BANG Didin, begitu saya memanggil editor senior di Penerbit Prenada Group Jakarta ini. Nama aslinya Syafruddin Azhar. Sosoknya kecil, pendek, mungil. Namun, dia suhu karatedo. Asli Ende. Merantau dan berkelana di Jakarta.
Gaya bicaranya khas Ende. Sedikit menyentak. Namun, sungguh dia orang baik. Sangat cepat mengangkat telepon. Jika pun sedang di jalan, dia akan mengabari bahwa sedang tidak bisa angkat telepon.
Kami berbicara lewat telepon sekian lama, baru belakangan baku muka di kantornya yang asri di Depok. Empat buku saya diterbitkan penerbit ini. Tiga buku ajar, satu novel.
Perkenalan pertama berawal dari novel. Lalu berbicara panjang lebar. Dia pula yang mengajak saya untuk menulis perkembangan jurnalisme yang akhir-akhir ini makin cepat. Maka lahirlah buku kecil yang kuberi judul Pengantar Jurnalisme Multiplatform. Ditulis bersama Jafaruddin Yusuf.

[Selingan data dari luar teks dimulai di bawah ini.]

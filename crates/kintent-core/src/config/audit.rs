//! Audit log configuration.

use serde::{Deserialize, Serialize};
use std::path::PathBuf;

/// Where and how audit records are persisted.
#[derive(Debug, Clone, PartialEq, Serialize, Deserialize)]
pub struct AuditConfig {
    /// JSON Lines file holding the audit trail.
    #[serde(default = "default_path")]
    pub path: PathBuf,

    /// Whether each append is synced to disk before the executor returns.
    #[serde(default = "default_sync")]
    pub sync: bool,

    /// Whether records are also echoed to stdout as log lines.
    #[serde(default)]
    pub stdout: bool,
}

impl Default for AuditConfig {
    fn default() -> Self {
        Self {
            path: default_path(),
            sync: default_sync(),
            stdout: false,
        }
    }
}

fn default_path() -> PathBuf {
    PathBuf::from("kintent-audit.jsonl")
}

fn default_sync() -> bool {
    true
}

Sambutan pasar lumayan bagus. Kini buku itu cetakan kedua. Didin cerita, buku itu diedit oleh editor lainnya. Bukan dirinya.
Kami sering bicara ngalor-ngidul lewat telepon dan layanan whatsapp. Tapi, setahun terakhir saya memang jarang menghubungi. Dalam satu obrolan, aku sempat mengira Didin beragama Kristen. Begitu suara azan terdengar, Didin bilang, ayuk solat dulu.
Lah, dalam hatiku bukankah Didin, beragama Kristen. Melihat raut mukaku yang berubah, Didin tampaknya paham. Dia langsung senyum sembari berkata ‘jangan kira orang Ende beragama Kristen semua”.
Kami pun tertawa. Sejak saat itu, obrolan semakin sering masuk ke tema-tema lucu. Jauh dari tema buku.
Didin meninggal dunia setelah terjatuh di rumahnya, 2 Juli 2025. Saya baru mendapat kabarnya. Sungguh terkejut.
Tentu, banyak duka yang ditinggalkan Didin. Bagi orang yang mengenalnya. Didin tidak pernah menyakiti. Selalu riang dan gembira. Bugar dan sehat. Namun, waktunya telah tiba. Dia dipanggil pulang oleh sang pencipta. Khusnul khatimah.